A Mississippi woman must donate her kidney to her sister as a condition for their early release from jail after serving 16 years for an armed robbery that netted $11.

Jamie and Gladys Scott became symbols of the heavy-handed sentences handed to African Americans and the influential civil rights group NAACP engaged in a long-standing campaign to secure their release. The two sisters – who insist they were wrongfully convicted – were handed two life sentences for acting as accomplices and were not eligible for parole until 2014.

The teenagers who carried out the 1993 robbery served only two years in jail.

Mississippi Governor Haley Barbour suspended the sisters’ sentences late Wednesday ahead of a meeting with the president of the NAACP. “Their incarceration is no longer necessary for public safety or rehabilitation, and Jamie Scott’s medical condition creates a substantial cost to the state of Mississippi,” Barbour said in a statement.

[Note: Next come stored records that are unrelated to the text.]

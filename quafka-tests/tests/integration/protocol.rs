//! Raw line protocol over TCP.

use anyhow::Result;
use quafka_core::{
    protocol::{constants::DEFAULT_TOPIC, Command, Response},
    ErrorKind, Offset, PartitionId, PartitionOffset,
};
use quafka_publisher::ConnectionController;
use quafka_tests::TestBroker;

async fn connected(broker: &TestBroker) -> Result<ConnectionController> {
    let connection = ConnectionController::new(broker.endpoint());
    connection.connect().await?;
    Ok(connection)
}

#[tokio::test]
async fn test_text_offsets_increase_per_partition() -> Result<()> {
    let broker = TestBroker::start(1).await?;
    let connection = connected(&broker).await?;

    assert_eq!(
        connection.send("TEXT:hello").await?,
        "OK: Mesaj topic'e eklendi (partition: 0, offset: 0)"
    );
    let second = Response::parse(Command::Text, &connection.send("TEXT:world").await?)?;
    assert_eq!(second, Response::Published(PartitionOffset::new(PartitionId(0), Offset(1))));

    assert_eq!(connection.send("POLL:default-topic:0").await?, "OK: hello (offset: 1)");
    assert_eq!(connection.send("POLL:default-topic:0").await?, "OK: world (offset: 1)");

    connection.disconnect().await?;
    broker.stop().await
}

#[tokio::test]
async fn test_offsets_start_at_zero_per_partition() -> Result<()> {
    let broker = TestBroker::start(3).await?;
    let connection = connected(&broker).await?;
    let mut next_offset = [0u64; 3];

    for _ in 0..30 {
        let Response::Published(placed) =
            Response::parse(Command::Text, &connection.send("TEXT:hello").await?)?
        else {
            anyhow::bail!("publish was not acknowledged");
        };
        let slot = &mut next_offset[placed.partition.index()];
        assert_eq!(placed.offset, Offset(*slot), "partition {}", placed.partition);
        *slot += 1;
    }
    assert_eq!(next_offset.iter().sum::<u64>(), 30);

    broker.stop().await
}

#[tokio::test]
async fn test_poll_empty_partition() -> Result<()> {
    let broker = TestBroker::start(3).await?;
    let connection = connected(&broker).await?;

    assert_eq!(connection.send("POLL:default-topic:0").await?, "OK: Mesaj bulunamadı");
    assert_eq!(connection.send("POLL:nowhere:9").await?, "OK: Mesaj bulunamadı");

    broker.stop().await
}

#[tokio::test]
async fn test_malformed_requests_keep_session_open() -> Result<()> {
    let broker = TestBroker::start(1).await?;
    let connection = connected(&broker).await?;

    let cases = [
        ("bozuk", "HATA: Geçersiz mesaj formatı"),
        ("POLL:default-topic", "HATA: Geçersiz POLL formatı (topic:partition)"),
        ("POLL:default-topic:x", "HATA: Geçersiz partition: x"),
        ("PUSH:x", "HATA: Bilinmeyen komut: PUSH"),
    ];
    for (line, expected) in cases {
        assert_eq!(connection.send(line).await?, expected, "request {line:?}");
    }

    assert_eq!(connection.send("COMMIT:g1").await?, "OK: g1 için commit başarılı");
    assert!(connection.is_connected());

    broker.stop().await
}

#[tokio::test]
async fn test_multiline_content_keeps_responses_paired() -> Result<()> {
    let broker = TestBroker::start(1).await?;
    let publisher = broker.publisher()?;

    let err = publisher.publish_text("a\nb").await.unwrap_err();
    assert_eq!(err.kind(), ErrorKind::ProtocolError);
    assert_eq!(broker.broker().store().message_count(DEFAULT_TOPIC), 0);

    publisher.commit("g").await?;
    assert_eq!(publisher.send_raw("COMMIT:h").await?, "OK: h için commit başarılı");

    let connection = connected(&broker).await?;
    let err = connection.send("TEXT:x\r\nCOMMIT:z").await.unwrap_err();
    assert_eq!(err.kind(), ErrorKind::ProtocolError);
    assert_eq!(connection.send("COMMIT:z").await?, "OK: z için commit başarılı");

    publisher.close().await;
    broker.stop().await
}

#[tokio::test]
async fn test_sessions_are_counted() -> Result<()> {
    let broker = TestBroker::start(1).await?;
    let first = connected(&broker).await?;
    let second = connected(&broker).await?;
    first.send("COMMIT:a").await?;
    second.send("COMMIT:b").await?;

    let stats = broker.broker().stats();
    assert!(stats.running);
    assert_eq!(stats.total_sessions, 2);

    broker.stop().await
}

“Gladys Scott’s release is conditioned on her donating one of her kidneys to her sister, a procedure which should be scheduled with urgency.” Gladys Scott had already offered to donate the kidney to her sister Jamie, who requires regular dialysis.

The NAACP last week hailed Barbour’s for making a “righteous – and courageous – decision” in a case which was “an outrage emblematic of the biases systemic in our criminal justice system.”